··· PROVIDED DATA

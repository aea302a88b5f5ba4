//! Door-lock simulator
//!
//! Type key legends (`0`-`9`, `A`-`D`, `*`, `#`) followed by Enter to press
//! keys on the HMI keypad. `A` submits, `B` clears or cancels, `C` and `D`
//! move through the menu. The potentiometer sweeps its range every ten
//! seconds. Set `DOORLOCK_LOG` to `debug` or `trace` for more detail.

use std::thread;
use std::time::Duration;

use log::LevelFilter;

use doorlock_core::config::ConfigStore;
use doorlock_core::engine::{Engine, EngineConfig};
use doorlock_core::session::{Console, ControlClient, Session};
use doorlock_hal::{RamEeprom, UartConfig};
use doorlock_sim::display::TerminalDisplay;
use doorlock_sim::keypad::ChannelKeypad;
use doorlock_sim::link::link_pair_with;
use doorlock_sim::logger;
use doorlock_sim::peripherals::{SimDelay, SimLatch, SimPot, TerminalBuzzer, TerminalLed};
use doorlock_sim::EEPROM_WORDS;

const LATCH_RUN: Duration = Duration::from_millis(2000);
const POT_SWEEP: Duration = Duration::from_secs(10);

fn main() -> std::io::Result<()> {
    let level = std::env::var("DOORLOCK_LOG")
        .ok()
        .and_then(|value| value.parse().ok())
        .unwrap_or(LevelFilter::Info);
    if let Err(e) = logger::init(level) {
        eprintln!("logger unavailable: {}", e);
    }

    let link_config = UartConfig::default();
    log::info!("link: {} baud, {} bits per byte", link_config.baudrate, link_config.frame_bits());
    let (hmi_link, mut control_link) = link_pair_with(&link_config);
    let (latch, _monitor) = SimLatch::new(LATCH_RUN);

    thread::Builder::new()
        .name("control".into())
        .spawn(move || {
            let store = ConfigStore::new(RamEeprom::<EEPROM_WORDS>::new());
            let mut engine = Engine::new(store, latch, EngineConfig::default())
                .with_indicator(TerminalLed::default());
            engine.run(&mut control_link)
        })?;

    let console = Console::new(
        ChannelKeypad::stdin()?,
        TerminalDisplay::stdout(),
        TerminalBuzzer::default(),
        SimDelay::realtime(),
    );
    let mut session = Session::new(ControlClient::new(hmi_link), console, SimPot::sweep(POT_SWEEP));
    session.run()
}
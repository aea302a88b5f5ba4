//! In-memory serial link
//!
//! A pair of channel endpoints exposed through `embedded-io`, wrapped in the
//! HAL's [`SerialPort`] so both nodes see exactly what a UART would give
//! them. Dropping one end closes the other. Writes can be paced to the
//! byte time of a [`UartConfig`].

use std::sync::mpsc::{self, Receiver, Sender, TryRecvError};
use std::thread;
use std::time::{Duration, Instant};

use doorlock_hal::{Clock, SerialPort, UartConfig};

/// Link endpoint as seen by a node
pub type SimLink = SerialPort<ChannelIo, StdClock>;

/// Create two connected endpoints that transfer instantly
pub fn link_pair() -> (SimLink, SimLink) {
    paced_pair(Duration::ZERO)
}

/// Create two connected endpoints paced like a real UART with `config`
pub fn link_pair_with(config: &UartConfig) -> (SimLink, SimLink) {
    paced_pair(Duration::from_micros(u64::from(config.byte_time_us())))
}

fn paced_pair(byte_time: Duration) -> (SimLink, SimLink) {
    let (a_tx, b_rx) = mpsc::channel();
    let (b_tx, a_rx) = mpsc::channel();
    (
        SerialPort::new(ChannelIo::new(a_tx, a_rx, byte_time), StdClock::new()),
        SerialPort::new(ChannelIo::new(b_tx, b_rx, byte_time), StdClock::new()),
    )
}

/// Errors from a channel endpoint
#[derive(Debug, Clone, Copy, PartialEq, Eq)]
pub enum ChannelError {
    /// The far end is gone
    Disconnected,
}

impl embedded_io::Error for ChannelError {
    fn kind(&self) -> embedded_io::ErrorKind {
        embedded_io::ErrorKind::Other
    }
}

/// One end of the byte pipe
pub struct ChannelIo {
    tx: Sender<u8>,
    rx: Receiver<u8>,
    peeked: Option<u8>,
    closed: bool,
    byte_time: Duration,
}

impl ChannelIo {
    fn new(tx: Sender<u8>, rx: Receiver<u8>, byte_time: Duration) -> Self {
        Self {
            tx,
            rx,
            peeked: None,
            closed: false,
            byte_time,
        }
    }
}

impl embedded_io::ErrorType for ChannelIo {
    type Error = ChannelError;
}

impl embedded_io::Read for ChannelIo {
    fn read(&mut self, buf: &mut [u8]) -> Result<usize, Self::Error> {
        if buf.is_empty() {
            return Ok(0);
        }

        let first = match self.peeked.take() {
            Some(byte) => byte,
            None => match self.rx.recv() {
                Ok(byte) => byte,
                // End of stream
                Err(_) => return Ok(0),
            },
        };
        buf[0] = first;

        let mut filled = 1;
        while filled < buf.len() {
            match self.rx.try_recv() {
                Ok(byte) => {
                    buf[filled] = byte;
                    filled += 1;
                }
                Err(_) => break,
            }
        }
        Ok(filled)
    }
}

impl embedded_io::ReadReady for ChannelIo {
    fn read_ready(&mut self) -> Result<bool, Self::Error> {
        if self.peeked.is_some() || self.closed {
            return Ok(true);
        }
        match self.rx.try_recv() {
            Ok(byte) => {
                self.peeked = Some(byte);
                Ok(true)
            }
            Err(TryRecvError::Empty) => Ok(false),
            // Let the next read report end of stream
            Err(TryRecvError::Disconnected) => {
                self.closed = true;
                Ok(true)
            }
        }
    }
}

impl embedded_io::Write for ChannelIo {
    fn write(&mut self, buf: &[u8]) -> Result<usize, Self::Error> {
        for &byte in buf {
            if !self.byte_time.is_zero() {
                thread::sleep(self.byte_time);
            }
            self.tx.send(byte).map_err(|_| ChannelError::Disconnected)?;
        }
        Ok(buf.len())
    }

    fn flush(&mut self) -> Result<(), Self::Error> {
        Ok(())
    }
}

/// Wall clock for receive deadlines
#[derive(Debug, Clone, Copy)]
pub struct StdClock {
    origin: Instant,
}

impl StdClock {
    pub fn new() -> Self {
        Self {
            origin: Instant::now(),
        }
    }
}

impl Default for StdClock {
    fn default() -> Self {
        Self::new()
    }
}

impl Clock for StdClock {
    fn now_ms(&self) -> u64 {
        self.origin.elapsed().as_millis() as u64
    }
}
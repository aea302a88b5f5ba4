//! Logging shim
//!
//! Forwards to `defmt` on embedded builds or to `log` on host builds, and
//! compiles to nothing when neither feature is enabled.

#![allow(unused_macros)]

#[cfg(all(feature = "defmt", feature = "log"))]
compile_error!("The `defmt` and `log` features are mutually exclusive.");

macro_rules! trace {
    ($s:literal $(, $x:expr)* $(,)?) => {
        {
            #[cfg(feature = "log")]
            ::log::trace!($s $(, $x)*);
            #[cfg(feature = "defmt")]
            ::defmt::trace!($s $(, $x)*);
            #[cfg(not(any(feature = "log", feature = "defmt")))]
            let _ = ($( & $x ),*);
        }
    };
}

macro_rules! debug {
    ($s:literal $(, $x:expr)* $(,)?) => {
        {
            #[cfg(feature = "log")]
            ::log::debug!($s $(, $x)*);
            #[cfg(feature = "defmt")]
            ::defmt::debug!($s $(, $x)*);
            #[cfg(not(any(feature = "log", feature = "defmt")))]
            let _ = ($( & $x ),*);
        }
    };
}

macro_rules! info {
    ($s:literal $(, $x:expr)* $(,)?) => {
        {
            #[cfg(feature = "log")]
            ::log::info!($s $(, $x)*);
            #[cfg(feature = "defmt")]
            ::defmt::info!($s $(, $x)*);
            #[cfg(not(any(feature = "log", feature = "defmt")))]
            let _ = ($( & $x ),*);
        }
    };
}

macro_rules! warn {
    ($s:literal $(, $x:expr)* $(,)?) => {
        {
            #[cfg(feature = "log")]
            ::log::warn!($s $(, $x)*);
            #[cfg(feature = "defmt")]
            ::defmt::warn!($s $(, $x)*);
            #[cfg(not(any(feature = "log", feature = "defmt")))]
            let _ = ($( & $x ),*);
        }
    };
}

macro_rules! error {
    ($s:literal $(, $x:expr)* $(,)?) => {
        {
            #[cfg(feature = "log")]
            ::log::error!($s $(, $x)*);
            #[cfg(feature = "defmt")]
            ::defmt::error!($s $(, $x)*);
            #[cfg(not(any(feature = "log", feature = "defmt")))]
            let _ = ($( & $x ),*);
        }
    };
}

/// Log a value that only implements `core::fmt::Debug`
#[cfg(feature = "defmt")]
pub(crate) use defmt::Debug2Format;

/// Log a value that only implements `core::fmt::Debug`
#[cfg(not(feature = "defmt"))]
pub(crate) struct Debug2Format<'a, T: core::fmt::Debug + ?Sized>(pub &'a T);

#[cfg(not(feature = "defmt"))]
impl<T: core::fmt::Debug + ?Sized> core::fmt::Debug for Debug2Format<'_, T> {
    fn fmt(&self, f: &mut core::fmt::Formatter<'_>) -> core::fmt::Result {
        self.0.fmt(f)
    }
}
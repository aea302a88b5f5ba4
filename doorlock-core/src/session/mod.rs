//! HMI node session
//!
//! The session owns the link client, the operator console, the
//! potentiometer, the failed-attempt counter and the cached timeout. It
//! runs the boot sequence, then serves the main menu forever:
//!
//! ```text
//! boot ──► query-initialized ─┬─ '0' ──► provisioning ──┐
//!                             └─ '1' ───────────────────┴─► get-timeout ──► menu
//!
//! menu ─┬─ Open Door        verify ──► open ──► countdown ──► lock
//!       ├─ Set Timeout      pot ──► verify + set-timeout
//!       ├─ Change Password  verify ──► provisioning
//!       └─ Reset System     verify ──► reset ──► boot
//! ```
//!
//! Every credential-gated flow allows [`MAX_ATTEMPTS`] consecutive failures
//! before a [`LOCKOUT_SECONDS`] lockout.

pub mod attempts;
pub mod client;
pub mod console;
pub mod entry;
pub mod menu;

mod flows;

use doorlock_hal::{AnalogInput, ADC_MAX};
use doorlock_protocol::{
    clamp_timeout, DEFAULT_TIMEOUT_SECONDS, MAX_TIMEOUT_SECONDS, MIN_TIMEOUT_SECONDS,
};

pub use attempts::{AttemptCounter, AttemptStatus, LOCKOUT_SECONDS, MAX_ATTEMPTS};
pub use client::{ClientError, ControlClient};
pub use console::Console;
pub use entry::{CredentialEntry, EntryStep};
pub use menu::{Menu, MenuItem};

// Message hold times
pub const MSG_SHORT_MS: u32 = 800;
pub const MSG_MEDIUM_MS: u32 = 1200;
pub const MSG_LONG_MS: u32 = 1500;

/// Back-off between boot queries
pub const BOOT_RETRY_MS: u32 = 50;

/// Keypad poll interval while the timeout is being adjusted
pub const KEY_POLL_MS: u32 = 50;

/// Potentiometer read bound; a failed read counts as zero
pub const POT_READ_TIMEOUT_MS: u32 = 200;

/// Map a potentiometer reading to a timeout
pub fn timeout_from_adc(raw: u16) -> u8 {
    let raw = u32::from(raw.min(ADC_MAX));
    let span = u32::from(MAX_TIMEOUT_SECONDS - MIN_TIMEOUT_SECONDS);
    let seconds = u32::from(MIN_TIMEOUT_SECONDS) + raw * span / u32::from(ADC_MAX);
    clamp_timeout(seconds.min(u32::from(u8::MAX)) as u8)
}

/// Why a flow ended without doing its job
#[derive(Debug, Clone, Copy, PartialEq, Eq)]
#[cfg_attr(feature = "defmt", derive(defmt::Format))]
pub enum FlowError {
    /// Too many failed attempts; the lockout has already been served
    LockedOut,
    /// Control node did not answer
    NoResponse,
    /// Control node refused the request as malformed or could not store it
    Malformed,
    /// Operator backed out
    Cancelled,
}

/// Result of a menu flow
pub type FlowOutcome<T = ()> = Result<T, FlowError>;

/// HMI node state
pub struct Session<L, K, D, F, P, T> {
    client: ControlClient<L>,
    console: Console<K, D, F, T>,
    pot: P,
    attempts: AttemptCounter,
    timeout_seconds: u8,
}

impl<L, K, D, F, P: AnalogInput, T> Session<L, K, D, F, P, T> {
    pub fn new(client: ControlClient<L>, console: Console<K, D, F, T>, pot: P) -> Self {
        Self {
            client,
            console,
            pot,
            attempts: AttemptCounter::new(),
            timeout_seconds: DEFAULT_TIMEOUT_SECONDS,
        }
    }

    /// Cached auto-relock timeout
    pub fn timeout_seconds(&self) -> u8 {
        self.timeout_seconds
    }

    pub fn attempts(&self) -> &AttemptCounter {
        &self.attempts
    }

    pub fn client(&self) -> &ControlClient<L> {
        &self.client
    }

    pub fn client_mut(&mut self) -> &mut ControlClient<L> {
        &mut self.client
    }

    pub fn console(&self) -> &Console<K, D, F, T> {
        &self.console
    }

    /// Sample the potentiometer as a timeout
    pub fn read_pot_timeout(&mut self) -> u8 {
        let raw = self.pot.read_timeout(POT_READ_TIMEOUT_MS).unwrap_or(0);
        timeout_from_adc(raw)
    }
}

······

**WHAT THE TASK ASKS**
Show every line of the entries above where the word "span" occurs.

**REPLY TO THE TASK**
    let span = u32::from(MAX_TIMEOUT_SECONDS - MIN_TIMEOUT_SECONDS);
    let seconds = u32::from(MIN_TIMEOUT_SECONDS) + raw * span / u32::from(ADC_MAX);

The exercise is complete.